ACTIVITY -
Write out exactly the lines below that run from the one containing "assert_eq!(first + second, map.weeks.len());" through the one containing "let june = NaiveDate::from_ymd_opt(2024, 6, 30).unwrap();", both included, with no other lines.

(Entries taken from a collection)
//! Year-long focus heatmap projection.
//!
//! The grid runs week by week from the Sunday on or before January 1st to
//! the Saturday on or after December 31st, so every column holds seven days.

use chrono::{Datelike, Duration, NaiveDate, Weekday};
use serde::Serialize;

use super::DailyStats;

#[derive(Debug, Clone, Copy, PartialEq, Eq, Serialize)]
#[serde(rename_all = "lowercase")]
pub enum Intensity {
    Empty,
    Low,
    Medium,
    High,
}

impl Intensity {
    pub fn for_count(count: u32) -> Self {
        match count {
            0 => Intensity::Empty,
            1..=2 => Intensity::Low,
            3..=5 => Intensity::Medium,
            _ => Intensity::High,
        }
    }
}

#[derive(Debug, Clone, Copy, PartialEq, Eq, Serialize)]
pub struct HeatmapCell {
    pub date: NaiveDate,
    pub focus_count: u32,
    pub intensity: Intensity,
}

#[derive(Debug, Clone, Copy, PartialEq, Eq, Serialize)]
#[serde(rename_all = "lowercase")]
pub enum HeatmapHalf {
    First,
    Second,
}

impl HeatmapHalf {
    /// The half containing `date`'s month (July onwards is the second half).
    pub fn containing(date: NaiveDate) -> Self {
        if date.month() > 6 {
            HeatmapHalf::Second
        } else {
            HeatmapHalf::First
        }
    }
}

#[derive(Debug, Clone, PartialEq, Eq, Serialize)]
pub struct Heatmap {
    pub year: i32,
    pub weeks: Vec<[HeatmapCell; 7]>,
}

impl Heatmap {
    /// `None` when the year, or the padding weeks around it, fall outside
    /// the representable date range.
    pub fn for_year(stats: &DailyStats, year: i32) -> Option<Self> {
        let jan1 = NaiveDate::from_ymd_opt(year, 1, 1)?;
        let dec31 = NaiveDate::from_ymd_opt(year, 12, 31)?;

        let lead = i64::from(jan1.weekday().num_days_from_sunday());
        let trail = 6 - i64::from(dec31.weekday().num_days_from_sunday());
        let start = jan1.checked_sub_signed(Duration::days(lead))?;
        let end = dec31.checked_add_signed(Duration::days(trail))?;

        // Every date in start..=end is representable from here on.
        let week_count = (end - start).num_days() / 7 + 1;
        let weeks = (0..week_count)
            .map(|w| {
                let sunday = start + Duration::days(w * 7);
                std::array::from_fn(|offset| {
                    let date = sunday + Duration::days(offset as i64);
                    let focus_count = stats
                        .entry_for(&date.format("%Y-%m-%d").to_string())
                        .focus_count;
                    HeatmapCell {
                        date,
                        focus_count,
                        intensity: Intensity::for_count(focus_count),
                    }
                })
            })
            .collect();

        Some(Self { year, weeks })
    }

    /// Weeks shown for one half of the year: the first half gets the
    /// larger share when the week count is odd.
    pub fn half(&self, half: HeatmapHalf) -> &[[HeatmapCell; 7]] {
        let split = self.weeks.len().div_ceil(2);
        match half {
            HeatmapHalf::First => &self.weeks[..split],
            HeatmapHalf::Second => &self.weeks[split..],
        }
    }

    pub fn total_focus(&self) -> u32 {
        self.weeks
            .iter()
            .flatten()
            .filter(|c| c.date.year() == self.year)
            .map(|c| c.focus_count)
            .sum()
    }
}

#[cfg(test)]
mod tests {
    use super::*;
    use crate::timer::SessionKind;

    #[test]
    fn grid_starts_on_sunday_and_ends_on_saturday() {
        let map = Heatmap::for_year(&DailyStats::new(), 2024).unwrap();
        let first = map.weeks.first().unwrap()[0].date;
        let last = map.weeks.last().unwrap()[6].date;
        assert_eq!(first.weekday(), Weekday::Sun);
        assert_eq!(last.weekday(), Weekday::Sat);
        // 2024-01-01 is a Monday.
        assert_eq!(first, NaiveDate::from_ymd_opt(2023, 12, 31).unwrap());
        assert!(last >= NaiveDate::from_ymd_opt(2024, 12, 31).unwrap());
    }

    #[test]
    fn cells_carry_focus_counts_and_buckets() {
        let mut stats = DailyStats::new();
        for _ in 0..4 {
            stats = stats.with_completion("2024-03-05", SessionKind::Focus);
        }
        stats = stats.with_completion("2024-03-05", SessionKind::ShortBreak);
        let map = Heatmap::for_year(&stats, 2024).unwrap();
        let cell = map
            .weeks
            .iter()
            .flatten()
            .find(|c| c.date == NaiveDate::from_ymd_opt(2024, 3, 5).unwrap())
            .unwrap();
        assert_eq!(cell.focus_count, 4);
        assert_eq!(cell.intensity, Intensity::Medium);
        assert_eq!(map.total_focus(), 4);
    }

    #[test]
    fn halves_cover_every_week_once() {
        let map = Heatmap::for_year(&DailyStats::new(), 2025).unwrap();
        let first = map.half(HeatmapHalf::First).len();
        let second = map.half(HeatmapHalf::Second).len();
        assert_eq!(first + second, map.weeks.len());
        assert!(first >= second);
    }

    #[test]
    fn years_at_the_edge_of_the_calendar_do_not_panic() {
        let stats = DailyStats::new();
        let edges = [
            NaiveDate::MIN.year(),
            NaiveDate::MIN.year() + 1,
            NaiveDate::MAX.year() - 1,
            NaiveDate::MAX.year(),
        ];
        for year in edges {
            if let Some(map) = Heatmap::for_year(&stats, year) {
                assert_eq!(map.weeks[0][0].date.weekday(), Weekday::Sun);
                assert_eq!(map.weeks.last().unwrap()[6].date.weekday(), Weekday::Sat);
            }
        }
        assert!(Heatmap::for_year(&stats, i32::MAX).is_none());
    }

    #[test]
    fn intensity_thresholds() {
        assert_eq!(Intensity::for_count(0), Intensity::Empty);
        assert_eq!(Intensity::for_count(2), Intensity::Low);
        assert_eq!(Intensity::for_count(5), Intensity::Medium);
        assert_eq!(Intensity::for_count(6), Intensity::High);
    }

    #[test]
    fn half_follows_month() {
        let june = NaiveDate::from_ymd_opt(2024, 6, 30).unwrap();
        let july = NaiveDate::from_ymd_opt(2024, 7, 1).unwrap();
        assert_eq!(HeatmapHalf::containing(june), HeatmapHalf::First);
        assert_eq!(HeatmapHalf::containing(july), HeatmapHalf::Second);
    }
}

EXPECTED ANSWER -
        assert_eq!(first + second, map.weeks.len());
        assert!(first >= second);
    }

    #[test]
    fn years_at_the_edge_of_the_calendar_do_not_panic() {
        let stats = DailyStats::new();
        let edges = [
            NaiveDate::MIN.year(),
            NaiveDate::MIN.year() + 1,
            NaiveDate::MAX.year() - 1,
            NaiveDate::MAX.year(),
        ];
        for year in edges {
            if let Some(map) = Heatmap::for_year(&stats, year) {
                assert_eq!(map.weeks[0][0].date.weekday(), Weekday::Sun);
                assert_eq!(map.weeks.last().unwrap()[6].date.weekday(), Weekday::Sat);
            }
        }
        assert!(Heatmap::for_year(&stats, i32::MAX).is_none());
    }

    #[test]
    fn intensity_thresholds() {
        assert_eq!(Intensity::for_count(0), Intensity::Empty);
        assert_eq!(Intensity::for_count(2), Intensity::Low);
        assert_eq!(Intensity::for_count(5), Intensity::Medium);
        assert_eq!(Intensity::for_count(6), Intensity::High);
    }

    #[test]
    fn half_follows_month() {
        let june = NaiveDate::from_ymd_opt(2024, 6, 30).unwrap();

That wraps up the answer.